Summary & Overview
HCPCS G9957: Documentation for Not Receiving Combination Prophylactic Anti-Emetic Therapy
HCPCS Level II code G9957 documents a medical reason for withholding combination prophylactic anti-emetic therapy of at least two pharmacologic agents from different classes given preoperatively and/or intraoperatively (for example, intolerance). Nationally, this code matters because it records clinical justification when standard multimodal prevention for postoperative nausea and vomiting is not feasible, supporting clinical documentation and claims specificity. Key payers analyzed include Aetna, Blue Cross Blue Shield, Cigna Health, UnitedHealthcare, and Medicare. Readers will learn how G9957 is used in perioperative medication management documentation, the typical sites of service where it appears (hospital outpatient departments, ambulatory surgery centers, and inpatient surgical units), and the clinical context around single-agent or omitted prophylaxis for PONV. The publication summarizes available benchmarks and payer coverage patterns where provided, highlights relevant policy and coding guidance updates when present, and explains documentation elements that support appropriate use of the code. Data not available in the input for associated taxonomies, ICD-10 diagnoses, related codes, and service line are noted where applicable.
Billing Code Overview
HCPCS Level II code G9957 documents a medical reason for not receiving combination prophylactic anti-emetic therapy consisting of at least two pharmacologic agents from different classes administered preoperatively and/or intraoperatively (for example, intolerance or another documented medical reason). This code captures the clinical justification when standard multi-agent prophylaxis for postoperative nausea and vomiting (PONV) is not provided.

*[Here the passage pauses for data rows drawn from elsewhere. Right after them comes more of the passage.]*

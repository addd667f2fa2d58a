/*
 * Responsibility
 * - 認証パイプラインの失敗を 1 つの型に集約する
 * - 想定内の拒否は 401 {status_code: "401", message: "Invalid token"} に固定
 * - 想定外 (lookup backend 障害など) は ServerError として error boundary へ
 */
use axum::{
    Json,
    http::StatusCode,
    response::{IntoResponse, Response},
};
use serde::Serialize;
use thiserror::Error;

use crate::error::HttpError;
use crate::repos::error::RepoError;
use crate::services::auth::access_jwt::AccessJwtError;

#[derive(Debug, Serialize)]
pub struct AuthRejectionBody {
    pub status_code: &'static str,
    pub message: &'static str,
}

impl AuthRejectionBody {
    pub const INVALID_TOKEN: Self = Self {
        status_code: "401",
        message: "Invalid token",
    };
}

#[derive(Debug, Error)]
pub enum AuthError {
    #[error("missing or malformed authorization header")]
    MissingCredential,

    #[error("empty bearer token")]
    EmptyToken,

    #[error(transparent)]
    Token(#[from] AccessJwtError),

    #[error("token refers to an unknown user")]
    UnknownUser,

    #[error("user lookup failed")]
    Lookup(#[source] RepoError),
}

impl AuthError {
    /// Whether this is an expected authentication failure (answered with 401).
    pub fn is_rejection(&self) -> bool {
        !matches!(self, AuthError::Lookup(_))
    }
}

impl IntoResponse for AuthError {
    fn into_response(self) -> Response {
        match self {
            AuthError::Lookup(err) => {
                // The error boundary logs the escalated ServerError with the request line.
                tracing::debug!(error = ?err, "authentication aborted by user lookup failure");
                HttpError::server_error("INTERNAL_SERVER_ERROR").into_response()
            }
            _ => (
                StatusCode::UNAUTHORIZED,
                Json(AuthRejectionBody::INVALID_TOKEN),
            )
                .into_response(),
        }
    }
}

Service Type: Medication management / perioperative prophylaxis documentation
Typical Site of Service: Hospital outpatient departments, ambulatory surgery centers, and inpatient surgical units
Data not available in the input.
Clinical & Coding Specifications
Clinical Context
A 56-year-old female scheduled for elective laparoscopic hysterectomy under general anesthesia presents with a documented severe hypersensitivity to 5-HT3 receptor antagonists and a history of paradoxical reactions to dopamine antagonists. The anesthesia preoperative evaluation notes prior postoperative nausea and vomiting (PONV) despite prior single-agent prophylaxis. Because the patient cannot safely receive a standard combination of at least two prophylactic anti-emetic agents from different classes, the anesthesia team documents the medical rationale in the medical record prior to induction. The documentation includes the specific agents avoided, the documented intolerance or allergy, previous reaction descriptions, and the alternative intraoperative plan for PONV risk mitigation (e.g., nonpharmacologic measures, use of a single tolerated agent, and postoperative rescue plan).
A typical clinical workflow: the preoperative nurse reviews medication allergies and past anesthesia records, flags the intolerance in the chart, and notifies the anesthesia clinician. The anesthesiologist confirms the intolerance, discusses alternatives with the surgical team, and documents the medical reason for not administering combination prophylactic therapy. The coded entry uses G9957 to reflect the documented medical reason for not giving combination anti-emetic prophylaxis. Postoperatively, nursing documents any administered rescue antiemetics and outcomes in the PACU.